> _WORK INSTRUCTIONS_
Find the line with "The kinetic energy" and the line with "matrix_to_reals(&f(index, matrix_from_reals(link)), out_link);" in the entries below; output exactly those two lines, every line between them, and no others.

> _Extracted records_
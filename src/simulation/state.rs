//! Snapshots of a chain used by the transition kernel.
//!
//! A [`State`] is never mutated: every sub-update of the integrator builds a new one.

#[cfg(feature = "serde-serialize")]
use serde::{Deserialize, Serialize};

use crate::error::{ShapeError, ShapeKind};
use crate::{RVector, Real};

/// Position, momentum and inverse coupling of one chain at one instant.
///
/// # Example
/// ```
/// # use lattice_l2hmc::simulation::State;
/// # use nalgebra::DVector;
/// let state = State::new(DVector::zeros(4), DVector::from_element(4, 1_f64), 2_f64).unwrap();
/// assert_eq!(state.flip_momentum().v(), &DVector::from_element(4, -1_f64));
/// assert!(State::new(DVector::zeros(4), DVector::zeros(3), 2_f64).is_err());
/// ```
#[derive(Clone, Debug, PartialEq)]
#[cfg_attr(feature = "serde-serialize", derive(Serialize, Deserialize))]
pub struct State {
    x: RVector,
    v: RVector,
    beta: Real,
}

impl State {
    /// Create a new state.
    ///
    /// # Errors
    /// Returns a [`ShapeError`] if `x` and `v` do not have the same length.
    pub fn new(x: RVector, v: RVector, beta: Real) -> Result<Self, ShapeError> {
        ShapeError::check(ShapeKind::Momentum, x.len(), v.len())?;
        Ok(Self { x, v, beta })
    }

    getter!(
        /// The position.
        pub const,
        x,
        RVector
    );

    getter!(
        /// The conjugate momentum.
        pub const,
        v,
        RVector
    );

    getter_copy!(
        /// The inverse coupling.
        pub const,
        beta,
        Real
    );

    /// Length of the position.
    #[must_use]
    #[inline]
    pub fn xdim(&self) -> usize {
        self.x.len()
    }

    /// Same state with a new position.
    ///
    /// # Errors
    /// Returns a [`ShapeError`] if the length of `x` changes.
    pub fn with_x(&self, x: RVector) -> Result<Self, ShapeError> {
        ShapeError::check(ShapeKind::Position, self.xdim(), x.len())?;
        Ok(Self {
            x,
            v: self.v.clone(),
            beta: self.beta,
        })
    }

    /// Same state with a new momentum.
    ///
    /// # Errors
    /// Returns a [`ShapeError`] if the length of `v` differs from the position one.
    pub fn with_v(&self, v: RVector) -> Result<Self, ShapeError> {
        ShapeError::check(ShapeKind::Momentum, self.xdim(), v.len())?;
        Ok(Self {
            x: self.x.clone(),
            v,
            beta: self.beta,
        })
    }

    /// Same state with the momentum reversed.
    #[must_use]
    pub fn flip_momentum(&self) -> Self {
        Self {
            x: self.x.clone(),
            v: -&self.v,
            beta: self.beta,
        }
    }

    /// Consume the state and return its position.
    #[must_use]
    #[allow(clippy::missing_const_for_fn)] // false positive
    pub fn into_x(self) -> RVector {
        self.x
    }
}

/// The states of one sampling step: initial, proposed by the integrator and kept after the
/// accept / reject test.
#[derive(Clone, Debug, PartialEq)]
#[cfg_attr(feature = "serde-serialize", derive(Serialize, Deserialize))]
pub struct MonteCarloStates {
    init: State,
    proposed: State,
    out: State,
}

impl MonteCarloStates {
    /// Bundle the states.
    #[must_use]
    #[inline]
    pub const fn new(init: State, proposed: State, out: State) -> Self {
        Self {
            init,
            proposed,
            out,
        }
    }

    getter!(
        /// The state before the transition.
        pub const,
        init,
        State
    );

    getter!(
        /// The state proposed by the integrator.
        pub const,
        proposed,
        State
    );

    getter!(
        /// The state after the accept / reject test.
        pub const,
        out,
        State
    );

    /// Consume self and return the state after the accept / reject test.
    #[must_use]
    #[allow(clippy::missing_const_for_fn)] // false positive
    pub fn into_out(self) -> State {
        self.out
    }
}

#[cfg(test)]
mod test {
    use super::*;

    #[test]
    fn state_updates() {
        let state = State::new(RVector::zeros(3), RVector::from_element(3, 2_f64), 1_f64).unwrap();
        let moved = state.with_x(RVector::from_element(3, 1_f64)).unwrap();
        assert_eq!(moved.v(), state.v());
        assert_eq!(moved.beta(), 1_f64);
        assert!(state.with_x(RVector::zeros(2)).is_err());
        assert!(state.with_v(RVector::zeros(4)).is_err());
        assert_eq!(state.flip_momentum().flip_momentum(), state);
        let states = MonteCarloStates::new(state.clone(), moved.clone(), state.clone());
        assert_eq!(states.proposed(), &moved);
        assert_eq!(states.into_out().into_x(), RVector::zeros(3));
    }
}
//! SU(3) matrices stored as reals.

use rand_distr::StandardNormal;
#[cfg(feature = "serde-serialize")]
use serde::{Deserialize, Serialize};

use super::{check_links, check_same_len, Group, GroupKind};
use crate::error::{ShapeError, ShapeKind};
use crate::field::Su3Adjoint;
use crate::su3::{
    matrix_from_reals, matrix_su3_exp_i, matrix_to_reals, orthonormalize_matrix,
    project_to_su3_lie, random_su3, MATRIX_REAL_SIZE,
};
use crate::{CMatrix3, RVector, Real};

/// SU(3) links, each one stored as [`MATRIX_REAL_SIZE`] reals (see [`crate::su3::matrix_to_reals`]).
///
/// Momenta use the same layout and are hermitian traceless matrices `P = p^a T^a`.
/// The kinetic energy is `Tr(P^2) = |p|^2 / 2` and a position moves as `U <- exp(i P) U`.
#[derive(Clone, Copy, Debug, Default, PartialEq, Eq, Hash)]
#[cfg_attr(feature = "serde-serialize", derive(Serialize, Deserialize))]
pub struct Su3 {}

impl Su3 {
    /// Create the group.
    #[must_use]
    #[inline]
    pub const fn new() -> Self {
        Self {}
    }

    /// Apply `f` on each link matrix of `v` and write the result in a new vector.
    fn map_links(v: &RVector, mut f: impl FnMut(usize, CMatrix3) -> CMatrix3) -> RVector {
        let mut out = RVector::zeros(v.len());
        for (index, (link, out_link)) in v
            .as_slice()
            .chunks_exact(MATRIX_REAL_SIZE)
            .zip(out.as_mut_slice().chunks_exact_mut(MATRIX_REAL_SIZE))
            .enumerate()
        {
            matrix_to_reals(&f(index, matrix_from_reals(link)), out_link);
        }
        out
    }

    /// Project each link back onto SU(3), removing the numerical drift.
    #[must_use]
    pub fn reunitarize(&self, x: &RVector) -> RVector {
        Self::map_links(x, |_, m| orthonormalize_matrix(&m))
    }
}

impl Group for Su3 {
    fn kind(&self) -> GroupKind {
        GroupKind::Su3
    }

    fn link_size(&self) -> usize {
        MATRIX_REAL_SIZE
    }

    /// Haar distributed links.
    fn random<R>(&self, xdim: usize, rng: &mut R) -> Result<RVector, ShapeError>
    where
        R: rand::Rng + ?Sized,
    {
        check_links(self.link_size(), xdim)?;
        Ok(Self::map_links(&RVector::zeros(xdim), |_, _| random_su3(rng)))
    }

    fn random_momentum<R>(&self, xdim: usize, rng: &mut R) -> Result<RVector, ShapeError>
    where
        R: rand::Rng + ?Sized,
    {
        check_links(self.link_size(), xdim)?;
        Ok(Self::map_links(&RVector::zeros(xdim), |_, _| {
            Su3Adjoint::random(rng, &StandardNormal).to_matrix()
        }))
    }

    fn kinetic_energy(&self, v: &RVector) -> Result<Real, ShapeError> {
        check_links(self.link_size(), v.len())?;
        Ok(v.as_slice()
            .chunks_exact(MATRIX_REAL_SIZE)
            .map(|link| Su3Adjoint::from_matrix(&matrix_from_reals(link)).trace_squared())
            .sum())
    }

    fn update_gauge(&self, x: &RVector, step: &RVector) -> Result<RVector, ShapeError> {
        check_links(self.link_size(), x.len())?;
        check_same_len(ShapeKind::Momentum, x, step)?;
        let steps = step.as_slice();
        Ok(Self::map_links(x, |index, link| {
            let start = index * MATRIX_REAL_SIZE;
            let p = matrix_from_reals(&steps[start..start + MATRIX_REAL_SIZE]);
            matrix_su3_exp_i(&project_to_su3_lie(&p)) * link
        }))
    }

    fn project_tangent(&self, v: &RVector) -> RVector {
        Self::map_links(v, |_, m| project_to_su3_lie(&m))
    }

    fn group_to_vec(&self, x: &RVector) -> RVector {
        x.clone()
    }

    fn vec_to_group(&self, v: &RVector) -> Result<RVector, ShapeError> {
        check_links(self.link_size(), v.len())?;
        Ok(v.clone())
    }
}
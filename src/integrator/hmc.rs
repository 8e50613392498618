//! Plain leapfrog of the group.

use super::{Direction, LeapfrogIntegrator};
use crate::error::{DynamicsError, ShapeError, ShapeKind};
use crate::group::Group;
use crate::potential::Potential;
use crate::simulation::State;
use crate::{RVector, Real};

/// Plain HMC leapfrog: `v <- v - eps / 2 f`, `x <- retract(x, eps v)`, `v <- v - eps / 2 f`.
///
/// It preserves the volume, the log-Jacobian is always `0`. The backward step runs
/// `v <- v + eps / 2 f`, `x <- retract(x, -eps v)`, `v <- v + eps / 2 f`.
#[derive(Debug, Clone, Copy)]
pub struct HmcLeapfrog<'a, G, P> {
    group: &'a G,
    potential: &'a P,
    eps: Real,
    nleapfrog: usize,
}

impl<'a, G, P> HmcLeapfrog<'a, G, P>
where
    G: Group,
    P: Potential,
{
    /// Create the integrator.
    #[must_use]
    pub const fn new(group: &'a G, potential: &'a P, eps: Real, nleapfrog: usize) -> Self {
        Self {
            group,
            potential,
            eps,
            nleapfrog,
        }
    }

    getter_copy!(
        /// The step size.
        pub const,
        eps,
        Real
    );

    /// The force, projected on the tangent space of the group.
    fn force(&self, state: &State) -> Result<RVector, ShapeError> {
        let force = self.potential.grad_potential(state.x(), state.beta());
        ShapeError::check(ShapeKind::Force, state.xdim(), force.len())?;
        Ok(self.group.project_tangent(&force))
    }

    /// Half momentum update.
    fn kick(&self, state: &State, sign: Real) -> Result<State, ShapeError> {
        let force = self.force(state)?;
        state.with_v(state.v() + force * (sign * self.eps / 2_f64))
    }
}

impl<'a, G, P> LeapfrogIntegrator for HmcLeapfrog<'a, G, P>
where
    G: Group,
    P: Potential,
{
    fn nleapfrog(&self) -> usize {
        self.nleapfrog
    }

    fn step_sizes(&self, _step: usize) -> Result<(Real, Real), ShapeError> {
        Ok((self.eps, self.eps))
    }

    fn leapfrog(
        &self,
        _step: usize,
        state: &State,
        direction: Direction,
    ) -> Result<(State, Real), DynamicsError> {
        let sign = match direction {
            Direction::Forward => -1_f64,
            Direction::Backward => 1_f64,
        };
        let state = self.kick(state, sign)?;
        let x = self
            .group
            .update_gauge(state.x(), &(state.v() * (-sign * self.eps)))?;
        let state = self.kick(&state.with_x(x)?, sign)?;
        Ok((state, 0_f64))
    }
}

#[cfg(test)]
mod test {
    use rand::SeedableRng;

    use super::*;
    use crate::group::{GroupKind, Manifold};
    use crate::potential::{CosineAction, Harmonic};

    #[test]
    fn backward_inverts_forward() {
        let mut rng = rand::rngs::StdRng::seed_from_u64(0x45_78_93_f4);
        let potential = CosineAction::new();
        for kind in [GroupKind::U1, GroupKind::Euclidean] {
            let group = Manifold::from(kind);
            let integrator = HmcLeapfrog::new(&group, &potential, 0.1_f64, 5);
            let state = State::new(
                group.random(10, &mut rng).unwrap(),
                group.random_momentum(10, &mut rng).unwrap(),
                2_f64,
            )
            .unwrap();
            let (forward, logdet) = integrator.leapfrog(0, &state, Direction::Forward).unwrap();
            assert_eq!(logdet, 0_f64);
            let (back, _) = integrator.leapfrog(0, &forward, Direction::Backward).unwrap();
            assert_eq_vector!(back.x().clone(), state.x().clone(), 1E-10_f64);
            assert_eq_vector!(back.v().clone(), state.v().clone(), 1E-10_f64);
        }
    }

    #[test]
    fn harmonic_step() {
        let group = Manifold::from(GroupKind::Euclidean);
        let potential = Harmonic::new(1_f64);
        let integrator = HmcLeapfrog::new(&group, &potential, 0.5_f64, 1);
        let state = State::new(RVector::from_element(1, 1_f64), RVector::zeros(1), 1_f64).unwrap();
        let (out, _) = integrator.leapfrog(0, &state, Direction::Forward).unwrap();
        // v = -0.25, x = 1 - 0.125, v = -0.25 - 0.25 * 0.875
        assert!((out.x()[0] - 0.875_f64).abs() < 1E-12_f64);
        assert!((out.v()[0] + 0.468_75_f64).abs() < 1E-12_f64);
    }
}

> _RESPONSE AREA_
/// The kinetic energy is `Tr(P^2) = |p|^2 / 2` and a position moves as `U <- exp(i P) U`.
#[derive(Clone, Copy, Debug, Default, PartialEq, Eq, Hash)]
#[cfg_attr(feature = "serde-serialize", derive(Serialize, Deserialize))]
pub struct Su3 {}

impl Su3 {
    /// Create the group.
    #[must_use]
    #[inline]
    pub const fn new() -> Self {
        Self {}
    }

    /// Apply `f` on each link matrix of `v` and write the result in a new vector.
    fn map_links(v: &RVector, mut f: impl FnMut(usize, CMatrix3) -> CMatrix3) -> RVector {
        let mut out = RVector::zeros(v.len());
        for (index, (link, out_link)) in v
            .as_slice()
            .chunks_exact(MATRIX_REAL_SIZE)
            .zip(out.as_mut_slice().chunks_exact_mut(MATRIX_REAL_SIZE))
            .enumerate()
        {
            matrix_to_reals(&f(index, matrix_from_reals(link)), out_link);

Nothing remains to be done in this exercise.